Avatar Dimension focuses on corporate and government clients, many looking for holographic video-based training and education programs. “We have seen pent-up demand for more realistic avatars for more effective training in defense, government, and enterprise,” futurist Cathy Hackl, who is Avatar Dimension’s vice president of strategic growth and partnerships, told U.S. TODAY.
Holographic versions of historical figures such as U.S. presidents could be captured, “so their legacies can live on,” she said.
The tech company, located just west of Washington, D.C., works with Microsoft, which is developing a new platform called Microsoft Mesh to let people “interact holographically with others with true presence in a natural way,” said Microsoft CEO Satya Nadella during an online keynote last month.
For in-depth sessions, Avatar Dimensions does pre-production and test shooting for lighting, wardrobe and props. But capturing photos and video of myself and, separately, my wife Julie, took only minutes for the team at Avatar Dimension.
Later, technical director Ben Schwartz emailed web links of our video holograms that we can use our smartphone cameras to place in any setting—just like a character in the augmented reality video game “Pokémon Go.”

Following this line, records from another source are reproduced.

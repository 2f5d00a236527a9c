//! Small filesystem helpers shared by the construction paths.

use std::path::Path;

use crate::error::{GridError, GridResult};

/// Fail with [`GridError::NotFound`] unless `path` exists.
pub fn check_file_is_there<P: AsRef<Path>>(path: P) -> GridResult<()> {
    let path = path.as_ref();
    if path.exists() {
        Ok(())
    } else {
        Err(GridError::NotFound(path.to_path_buf()))
    }
}
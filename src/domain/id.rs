use derive_more::Display;
use serde::{Deserialize, Serialize};

use super::error::AuditError;

const MAX_LEN: usize = 48;

/// Tenant (company) identifier. Restricted to `[A-Za-z0-9_-]{1,48}` because
/// it is embedded in per-tenant partition names, which Postgres caps at 63 bytes.
#[derive(Debug, Clone, PartialEq, Eq, Hash, PartialOrd, Ord, Display, Serialize, Deserialize)]
#[serde(try_from = "String", into = "String")]
pub struct TenantId(String);

impl TenantId {
    pub fn new(id: impl Into<String>) -> Result<Self, AuditError> {
        let id = id.into();
        if id.is_empty() || id.len() > MAX_LEN {
            return Err(AuditError::Validation(format!(
                "TenantId must be 1-{MAX_LEN} characters, got {} characters",
                id.len()
            )));
        }
        if !id
            .chars()
            .all(|c| c.is_ascii_alphanumeric() || c == '_' || c == '-')
        {
            return Err(AuditError::Validation(format!(
                "TenantId may only contain [A-Za-z0-9_-], got: {id}"
            )));
        }
        Ok(Self(id))
    }

    pub fn as_str(&self) -> &str {
        &self.0
    }

    pub fn into_inner(self) -> String {
        self.0
    }

    /// Name of this tenant's `audit_log` partition. Quote it when used in DDL.
    pub fn partition_name(&self) -> String {
        format!("audit_log_{}", self.0)
    }
}

impl TryFrom<String> for TenantId {
    type Error = AuditError;

    fn try_from(value: String) -> Result<Self, Self::Error> {
        Self::new(value)
    }
}

impl From<TenantId> for String {
    fn from(id: TenantId) -> Self {
        id.0
    }
}

#[cfg(test)]
mod tests {
    use super::*;

    #[test]
    fn accepts_simple_ids() {
        assert!(TenantId::new("acme").is_ok());
        assert!(TenantId::new("tenant_01-b").is_ok());
    }

    #[test]
    fn rejects_unsafe_ids() {
        assert!(TenantId::new("").is_err());
        assert!(TenantId::new("a'; drop table x").is_err());
        assert!(TenantId::new("a".repeat(49)).is_err());
    }

    #[test]
    fn partition_name_keeps_tenant_case() {
        let id = TenantId::new("Acme-Corp").unwrap();
        assert_eq!(id.partition_name(), "audit_log_Acme-Corp");
    }
}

Many think the stay-at-home lockdown caused by the coronavirus pandemic has spurred the development of online virtual worlds we will populate with holograms and avatars. That remains to be seen, said CJ Bangah, a principal at consulting firm PricewaterhouseCoopers.

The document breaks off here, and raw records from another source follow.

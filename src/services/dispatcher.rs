use {
    super::audit_log::AuditLogStore,
    super::diff::{DiffOptions, diff_change},
    super::resolver::EntityResolver,
    crate::domain::audit::NewAuditEntry,
    crate::domain::error::AuditError,
    crate::domain::event::{HandlerType, Operation, QueueMessage},
    crate::domain::id::TenantId,
    crate::domain::repository::RepoFuture,
    std::{collections::HashMap, sync::Arc},
    tokio::task::JoinSet,
    chrono::SecondsFormat,
    uuid::Uuid,
};

/// Namespace for audit entry ids derived from the change that produced them.
const AUDIT_ENTRY_NAMESPACE: Uuid = Uuid::from_u128(0x6f1c_2a7e_93d4_4b0a_8e15_c0d2_7a9f_3b61);

/// Same message, same attribution, same id. A redelivered job therefore
/// rewrites rows that already exist instead of adding new ones.
fn audit_entry_id(message: &QueueMessage, entity_type: &str, entity_id: &str) -> Uuid {
    let event = &message.event;
    let key = format!(
        "{}|{}|{}|{}|{}|{}|{}",
        message.subscription_id,
        event.table,
        event.record_id,
        event.operation(),
        event.timestamp.to_rfc3339_opts(SecondsFormat::Nanos, true),
        entity_type,
        entity_id,
    );
    Uuid::new_v5(&AUDIT_ENTRY_NAMESPACE, key.as_bytes())
}

/// Delivery target for a non-audit handler type (webhook, workflow, ...).
pub trait MessageHandler: Send + Sync {
    fn handle<'a>(&'a self, message: &'a QueueMessage) -> RepoFuture<'a, ()>;
}

#[derive(Debug, Clone, PartialEq, Eq)]
pub enum DispatchOutcome {
    Delivered,
    /// Processed, nothing to do. Not retried.
    Dropped(String),
    Failed { error: String, permanent: bool },
}

impl DispatchOutcome {
    fn failed(e: &AuditError) -> Self {
        Self::Failed {
            error: e.to_string(),
            permanent: e.is_permanent(),
        }
    }
}

enum Prepared {
    Done(DispatchOutcome),
    Audit {
        tenant_id: TenantId,
        entries: Vec<NewAuditEntry>,
    },
}

/// Routes queue messages to their handler type. Each message is processed
/// in its own task so one failure never blocks another; audit entries from
/// the whole batch are then written with one insert per tenant.
pub struct Dispatcher {
    resolver: Arc<EntityResolver>,
    store: AuditLogStore,
    handlers: HashMap<HandlerType, Arc<dyn MessageHandler>>,
}

impl Dispatcher {
    pub fn new(resolver: Arc<EntityResolver>, store: AuditLogStore) -> Self {
        Self {
            resolver,
            store,
            handlers: HashMap::new(),
        }
    }

    pub fn with_handler(mut self, handler_type: HandlerType, handler: Arc<dyn MessageHandler>) -> Self {
        self.handlers.insert(handler_type, handler);
        self
    }

    /// Outcomes are returned in the order of `messages`.
    pub async fn dispatch(self: &Arc<Self>, messages: Vec<QueueMessage>) -> Vec<DispatchOutcome> {
        let total = messages.len();
        let mut tasks = JoinSet::new();
        for (index, message) in messages.into_iter().enumerate() {
            let dispatcher = Arc::clone(self);
            tasks.spawn(async move { (index, dispatcher.prepare(message).await) });
        }

        let mut prepared: Vec<Option<Prepared>> = (0..total).map(|_| None).collect();
        while let Some(joined) = tasks.join_next().await {
            match joined {
                Ok((index, result)) => prepared[index] = Some(result),
                Err(e) => tracing::error!(error = %e, "dispatch task panicked"),
            }
        }

        let mut outcomes: Vec<Option<DispatchOutcome>> = (0..total).map(|_| None).collect();
        let mut batches: HashMap<TenantId, (Vec<usize>, Vec<NewAuditEntry>)> = HashMap::new();
        for (index, item) in prepared.into_iter().enumerate() {
            match item {
                Some(Prepared::Done(outcome)) => outcomes[index] = Some(outcome),
                Some(Prepared::Audit { tenant_id, entries }) => {
                    let batch = batches.entry(tenant_id).or_default();
                    batch.0.push(index);
                    batch.1.extend(entries);
                }
                None => {
                    outcomes[index] = Some(DispatchOutcome::Failed {
                        error: "dispatch task panicked".into(),
                        permanent: false,
                    })
                }
            }
        }

        for (tenant_id, (indices, entries)) in batches {
            let outcome = match self.store.insert_batch(&tenant_id, &entries).await {
                Ok(written) => {
                    tracing::debug!(tenant_id = %tenant_id, written, messages = indices.len(), "audit batch written");
                    DispatchOutcome::Delivered
                }
                Err(e) => {
                    tracing::error!(tenant_id = %tenant_id, error = %e, messages = indices.len(), "audit batch insert failed");
                    DispatchOutcome::failed(&e)
                }
            };
            for index in indices {
                outcomes[index] = Some(outcome.clone());
            }
        }

        outcomes
            .into_iter()
            .map(|o| {
                o.unwrap_or(DispatchOutcome::Failed {
                    error: "no outcome recorded".into(),
                    permanent: false,
                })
            })
            .collect()
    }

    async fn prepare(&self, message: QueueMessage) -> Prepared {
        if message.handler_type == HandlerType::Audit {
            return match self.audit_entries(&message).await {
                Ok(entries) if entries.is_empty() => Prepared::Done(DispatchOutcome::Dropped(
                    "no audit-worthy attribution".into(),
                )),
                Ok(entries) => Prepared::Audit {
                    tenant_id: message.tenant_id.clone(),
                    entries,
                },
                Err(e) => {
                    tracing::warn!(
                        subscription_id = %message.subscription_id,
                        table = %message.event.table,
                        error = %e,
                        "audit message failed"
                    );
                    Prepared::Done(DispatchOutcome::failed(&e))
                }
            };
        }

        let Some(handler) = self.handlers.get(&message.handler_type) else {
            tracing::warn!(handler_type = %message.handler_type, "no handler registered");
            return Prepared::Done(DispatchOutcome::Failed {
                error: format!("no handler registered for {}", message.handler_type),
                permanent: false,
            });
        };

        match handler.handle(&message).await {
            Ok(()) => Prepared::Done(DispatchOutcome::Delivered),
            Err(e) => {
                tracing::warn!(
                    subscription_id = %message.subscription_id,
                    handler_type = %message.handler_type,
                    error = %e,
                    "handler failed"
                );
                Prepared::Done(DispatchOutcome::failed(&e))
            }
        }
    }

    /// Resolve, diff and build the entries one AUDIT message produces.
    pub async fn audit_entries(
        &self,
        message: &QueueMessage,
    ) -> Result<Vec<NewAuditEntry>, AuditError> {
        let event = &message.event;
        let attributions = self
            .resolver
            .resolve_all(&message.tenant_id, event)
            .await?;
        if attributions.is_empty() {
            return Ok(Vec::new());
        }

        let options = DiffOptions::from_handler_config(&message.handler_config);
        let diff = diff_change(&event.change, &options);
        if event.operation() == Operation::Update && diff.is_empty() {
            tracing::debug!(
                table = %event.table,
                record_id = %event.record_id,
                "update touched only skipped fields"
            );
            return Ok(Vec::new());
        }

        let registry = self.resolver.registry();
        let table_label = registry.table_label(&event.table);
        let actor_id = message.actor_id.clone().or_else(|| event.actor_id.clone());
        let diff = (!diff.is_empty()).then_some(diff);

        Ok(attributions
            .into_iter()
            .map(|a| NewAuditEntry {
                id: audit_entry_id(message, a.entity_type, &a.entity_id),
                tenant_id: message.tenant_id.clone(),
                table_name: event.table.clone(),
                entity_type: a.entity_type.to_string(),
                entity_id: a.entity_id,
                operation: event.operation(),
                actor_id: actor_id.clone(),
                diff: diff.clone(),
                metadata: Some(serde_json::json!({
                    "tableLabel": table_label,
                    "entityLabel": a.entity_label,
                    "subscriptionId": message.subscription_id,
                    "capturedAt": event.timestamp,
                })),
            })
            .collect())
    }
}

“Because we have over a year of proven ability to be productive and many key industry events were able to adhere to a virtual format, making virtual events more experiential with 3D virtual worlds is likely—even in cases where it supplements the in-person experiences,” Bangah said.
But that drive toward virtual life and work can slow as “real-world, in-person experiences become viable again,” Bangah said.
Paul Saffo, a futurist and adjunct professor at Stanford University, agrees that physical presence is not going away. “But at the end of the day, the question is going to be, what is it that makes a particular event absolutely essential to be physically present? And that number may shrink,” he said.